TRIPOLI: The over-50 percent decline in world oil prices from $115 a barrel in June 2014 to less than $60 today will have significant consequences for the economies of the Middle East, according to the World Bank.
Its latest MENA Quarterly Economic Brief says that the oil-exporting countries of the GCC are in a much better position due to their ample reserves, but they too could endure over a $215 billion loss in oil revenues, more than 14 percent of their combined GDP.
“The oil shock could threaten the ability of some of the oil exporters to meet domestic spending commitments,” said Lili Mottaghi, World Bank MENA economist and the author of the report.
“Their options include drawing down reserves, accumulating debt, and cutting spending on fuel subsidies and public-sector salaries.”

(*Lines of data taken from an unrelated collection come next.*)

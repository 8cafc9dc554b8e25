//! Input validation utilities for the Magpie API
//!
//! This module provides validation functions for API requests.

use validator::ValidationError;

/// Maximum length for username field
pub const MAX_USERNAME_LENGTH: usize = 64;

/// Maximum length for password field
pub const MAX_PASSWORD_LENGTH: usize = 128;

/// Maximum length of a single submitted URL
pub const MAX_URL_LENGTH: usize = 4096;

/// Split a raw URL list into individual URLs.
///
/// Lines are trimmed and empty lines are dropped, so pasted text with blank
/// lines and trailing whitespace submits cleanly.
pub fn parse_url_list(raw: &str) -> Vec<String> {
    raw.lines()
        .map(str::trim)
        .filter(|line| !line.is_empty())
        .map(str::to_string)
        .collect()
}

/// Validate a parsed URL batch against the per-task quota.
pub fn validate_url_batch(urls: &[String], max_urls: usize) -> Result<(), ValidationError> {
    if urls.is_empty() {
        return Err(ValidationError::new("no_urls"));
    }
    if urls.len() > max_urls {
        return Err(ValidationError::new("too_many_urls"));
    }
    if urls.iter().any(|url| url.len() > MAX_URL_LENGTH) {
        return Err(ValidationError::new("url_too_long"));
    }
    Ok(())
}

/// Validate username format
pub fn validate_username(username: &str) -> Result<(), ValidationError> {
    if username.is_empty() {
        return Err(ValidationError::new("username_empty"));
    }
    if username.len() > MAX_USERNAME_LENGTH {
        return Err(ValidationError::new("username_too_long"));
    }
    Ok(())
}

/// Validate password (basic length check, not security policy)
pub fn validate_password(password: &str) -> Result<(), ValidationError> {
    if password.is_empty() {
        return Err(ValidationError::new("password_empty"));
    }
    if password.len() > MAX_PASSWORD_LENGTH {
        return Err(ValidationError::new("password_too_long"));
    }
    Ok(())
}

The report said that oil importers that are expected to gain due to the price slump include Jordan, Tunisia, Lebanon and Egypt.
The trade balances for these countries could improve by up to 2 percent of GDP. The oil exporters will likely run larger fiscal and current account deficits or their surpluses will shrink substantially.

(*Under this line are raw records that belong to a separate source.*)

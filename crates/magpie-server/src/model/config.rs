//! Configuration management for the Magpie server
//!
//! Settings are resolved from `conf/application.yml` (optional), then the
//! environment, then command line flags. The server boots with defaults
//! when none of these are present.

use clap::Parser;
use config::{Config, Environment};

use super::constants::{
    APP_PASSWORD_PROPERTY, APP_USERNAME_PROPERTY, CLEANUP_INTERVAL_PROPERTY,
    DEFAULT_CLEANUP_INTERVAL_SECS, DEFAULT_DOWNLOAD_TIMEOUT_SECS, DEFAULT_MAX_CONCURRENT_TASKS,
    DEFAULT_MAX_URLS_PER_TASK, DEFAULT_PASSWORD, DEFAULT_REQUEST_TIMEOUT_SECS,
    DEFAULT_SERVER_ADDRESS, DEFAULT_SERVER_PORT, DEFAULT_SERVER_WORKERS, DEFAULT_TMP_DIR,
    DEFAULT_TOKEN_TTL_SECONDS, DEFAULT_USERNAME, DEFAULT_ZIP_TTL_SECONDS,
    DOWNLOAD_TIMEOUT_PROPERTY, MAX_CONCURRENT_TASKS_PROPERTY, MAX_URLS_PER_TASK_PROPERTY,
    REQUEST_TIMEOUT_PROPERTY, SECRET_KEY_PROPERTY, SERVER_ADDRESS_PROPERTY, SERVER_PORT_PROPERTY,
    SERVER_WORKERS_PROPERTY, TMP_DIR_PROPERTY, TOKEN_TTL_PROPERTY, ZIP_TTL_PROPERTY,
};

/// Command line arguments for the server
#[derive(Debug, Parser)]
#[command()]
struct Cli {
    #[arg(short = 'p', long = "port")]
    port: Option<u16>,
    #[arg(long = "address")]
    address: Option<String>,
    #[arg(long = "tmp-dir")]
    tmp_dir: Option<String>,
    #[arg(long = "workers")]
    workers: Option<usize>,
}

/// Application configuration loaded from config file, environment and CLI
#[derive(Clone, Debug, Default)]
pub struct Configuration {
    pub config: Config,
}

impl Configuration {
    pub fn new() -> Self {
        let args = Cli::parse();
        let mut config_builder = Config::builder()
            .add_source(config::File::with_name("conf/application.yml").required(false))
            .add_source(Environment::default().try_parsing(true));

        if let Some(v) = args.port {
            config_builder = config_builder
                .set_override(SERVER_PORT_PROPERTY, v as i64)
                .expect("Failed to set port override");
        }
        if let Some(v) = args.address {
            config_builder = config_builder
                .set_override(SERVER_ADDRESS_PROPERTY, v)
                .expect("Failed to set address override");
        }
        if let Some(v) = args.tmp_dir {
            config_builder = config_builder
                .set_override(TMP_DIR_PROPERTY, v)
                .expect("Failed to set tmp dir override");
        }
        if let Some(v) = args.workers {
            config_builder = config_builder
                .set_override(SERVER_WORKERS_PROPERTY, v as i64)
                .expect("Failed to set workers override");
        }

        let app_config = config_builder
            .build()
            .expect("Failed to build configuration - check conf/application.yml");

        Configuration { config: app_config }
    }

    /// Wrap an already built `Config`.
    pub fn from_config(config: Config) -> Self {
        Self { config }
    }

    // ========================================================================
    // Server Configuration
    // ========================================================================

    pub fn server_address(&self) -> String {
        self.config
            .get_string(SERVER_ADDRESS_PROPERTY)
            .unwrap_or(DEFAULT_SERVER_ADDRESS.to_string())
    }

    pub fn server_port(&self) -> u16 {
        self.config
            .get_int(SERVER_PORT_PROPERTY)
            .unwrap_or(DEFAULT_SERVER_PORT.into()) as u16
    }

    pub fn server_workers(&self) -> usize {
        self.config
            .get_int(SERVER_WORKERS_PROPERTY)
            .unwrap_or(DEFAULT_SERVER_WORKERS as i64) as usize
    }

    pub fn request_timeout_secs(&self) -> u64 {
        self.config
            .get_int(REQUEST_TIMEOUT_PROPERTY)
            .unwrap_or(DEFAULT_REQUEST_TIMEOUT_SECS as i64) as u64
    }

    // ========================================================================
    // Download Configuration
    // ========================================================================

    pub fn tmp_dir(&self) -> String {
        self.config
            .get_string(TMP_DIR_PROPERTY)
            .unwrap_or(DEFAULT_TMP_DIR.to_string())
    }

    pub fn zip_ttl_seconds(&self) -> u64 {
        self.config
            .get_int(ZIP_TTL_PROPERTY)
            .unwrap_or(DEFAULT_ZIP_TTL_SECONDS as i64) as u64
    }

    pub fn cleanup_interval_secs(&self) -> u64 {
        self.config
            .get_int(CLEANUP_INTERVAL_PROPERTY)
            .unwrap_or(DEFAULT_CLEANUP_INTERVAL_SECS as i64) as u64
    }

    pub fn download_timeout_secs(&self) -> u64 {
        self.config
            .get_int(DOWNLOAD_TIMEOUT_PROPERTY)
            .unwrap_or(DEFAULT_DOWNLOAD_TIMEOUT_SECS as i64) as u64
    }

    pub fn max_concurrent_tasks(&self) -> usize {
        self.config
            .get_int(MAX_CONCURRENT_TASKS_PROPERTY)
            .unwrap_or(DEFAULT_MAX_CONCURRENT_TASKS as i64) as usize
    }

    pub fn max_urls_per_task(&self) -> usize {
        self.config
            .get_int(MAX_URLS_PER_TASK_PROPERTY)
            .unwrap_or(DEFAULT_MAX_URLS_PER_TASK as i64) as usize
    }

    // ========================================================================
    // Authentication Configuration
    // ========================================================================

    pub fn app_username(&self) -> String {
        self.config
            .get_string(APP_USERNAME_PROPERTY)
            .unwrap_or(DEFAULT_USERNAME.to_string())
    }

    pub fn app_password(&self) -> String {
        self.config
            .get_string(APP_PASSWORD_PROPERTY)
            .unwrap_or(DEFAULT_PASSWORD.to_string())
    }

    /// Configured token signing secret, if any.
    pub fn token_secret_key(&self) -> Option<String> {
        self.config.get_string(SECRET_KEY_PROPERTY).ok()
    }

    pub fn token_ttl_seconds(&self) -> i64 {
        self.config
            .get_int(TOKEN_TTL_PROPERTY)
            .unwrap_or(DEFAULT_TOKEN_TTL_SECONDS)
    }

    /// Whether both credentials are still the shipped defaults.
    pub fn uses_default_credentials(&self) -> bool {
        self.app_username() == DEFAULT_USERNAME && self.app_password() == DEFAULT_PASSWORD
    }
}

“Oil importers will benefit from lower import and fuel subsidy bills, while exporters — some of whom depend on oil for 80 percent of their income — will lose export and fiscal revenues,” said Shanta Devarajan, World Bank chief economist for the Middle East and North Africa region.
The report focuses on the implications of low oil prices for eight developing countries (Egypt, Tunisia, Lebanon Jordan, Iran, Iraq, Yemen and Libya) and the economies of the GCC, which play a major role in providing funds in the form of aid, investment, tourism revenues and remittances to the rest of the countries of the region.